First responders walked around the home that day and saw no signs of fire or smoke. The report stated the home appeared vacant from the outside, with signage instructing anyone with concerns to contact a management company.
Burlington police contacted the management company to report the fire alarm, but the report says the alarm was left sounding because entry could not be gained without damaging the property.
On June 14, firefighters returned to the property at the request of police to test for carbon monoxide. No carbon monoxide was detected.
Later that afternoon, at approximately 4:45 p.m., Connecticut State Police were called to the home after someone discovered the skeletal remains inside.
State police have said there appears to be no criminal aspect and no indication of anything suspicious.
Burlington property records show a couple purchased the home in 2019. The foreclosure process began in August 2025, after which a public auction sold the house in “as-is condition.”

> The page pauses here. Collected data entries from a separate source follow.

//! Notification Handlers

use axum::{
    extract::{Extension, Path, Query, State},
    http::StatusCode,
    Json,
};
use uuid::Uuid;
use validator::Validate;

use crate::application::dto::{
    CreateNotificationRequest, NotificationListQuery, NotificationResponse,
};
use crate::application::services::NewNotification;
use crate::presentation::middleware::AuthUser;
use crate::shared::error::AppError;
use crate::startup::AppState;

/// Create a notification for a user and push it to their sessions
pub async fn create_notification(
    State(state): State<AppState>,
    Extension(auth): Extension<AuthUser>,
    Path(user_id): Path<String>,
    Json(body): Json<CreateNotificationRequest>,
) -> Result<(StatusCode, Json<NotificationResponse>), AppError> {
    let user_id: i64 = user_id
        .parse()
        .map_err(|_| AppError::BadRequest("Invalid user ID".into()))?;
    notify(&state, &auth, user_id, body).await
}

/// Create a notification for the current user (`@me`)
pub async fn create_own_notification(
    State(state): State<AppState>,
    Extension(auth): Extension<AuthUser>,
    Json(body): Json<CreateNotificationRequest>,
) -> Result<(StatusCode, Json<NotificationResponse>), AppError> {
    notify(&state, &auth, auth.user_id, body).await
}

async fn notify(
    state: &AppState,
    auth: &AuthUser,
    user_id: i64,
    body: CreateNotificationRequest,
) -> Result<(StatusCode, Json<NotificationResponse>), AppError> {
    body.validate()?;

    let notification = state
        .notifications
        .notify(
            user_id,
            NewNotification {
                kind: body.kind,
                title: body.title,
                body: body.body,
                data: body.data,
            },
        )
        .await?;

    tracing::debug!(sender = auth.user_id, recipient = user_id, "Notification created");
    Ok((StatusCode::CREATED, Json(notification.into())))
}

/// List the current user's notifications
pub async fn list_notifications(
    State(state): State<AppState>,
    Extension(auth): Extension<AuthUser>,
    Query(query): Query<NotificationListQuery>,
) -> Result<Json<Vec<NotificationResponse>>, AppError> {
    query.validate()?;

    let notifications = state
        .notifications
        .list(auth.user_id, query.unread_only, query.limit)
        .await?;

    Ok(Json(
        notifications
            .into_iter()
            .map(NotificationResponse::from)
            .collect(),
    ))
}

/// Mark one of the current user's notifications as read
pub async fn mark_read(
    State(state): State<AppState>,
    Extension(auth): Extension<AuthUser>,
    Path(notification_id): Path<String>,
) -> Result<StatusCode, AppError> {
    let id: Uuid = notification_id
        .parse()
        .map_err(|_| AppError::BadRequest("Invalid notification ID".into()))?;

    state.notifications.mark_read(auth.user_id, id).await?;
    Ok(StatusCode::NO_CONTENT)
}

Delivery driver Nate Hafele said he never saw anyone at the home when he dropped off packages.
“I never saw a car,” Hafele said. “I’ve never seen any sort of movement.”
He said he dropped off packages periodically in 2023 but visited more frequently that October, delivering what he recalled were cleaning products almost every day. He suspected someone was collecting the boxes, since they were gone each time he returned.
Near the end of the month, he brought a package to the door and was hit with a stench.
“It was just very sour and foul, so it smelt like death,” Hafele explained. “I didn’t immediately know what it was, but I called Troop L, and I asked them to do a wellness check, and I never heard anything back from that.”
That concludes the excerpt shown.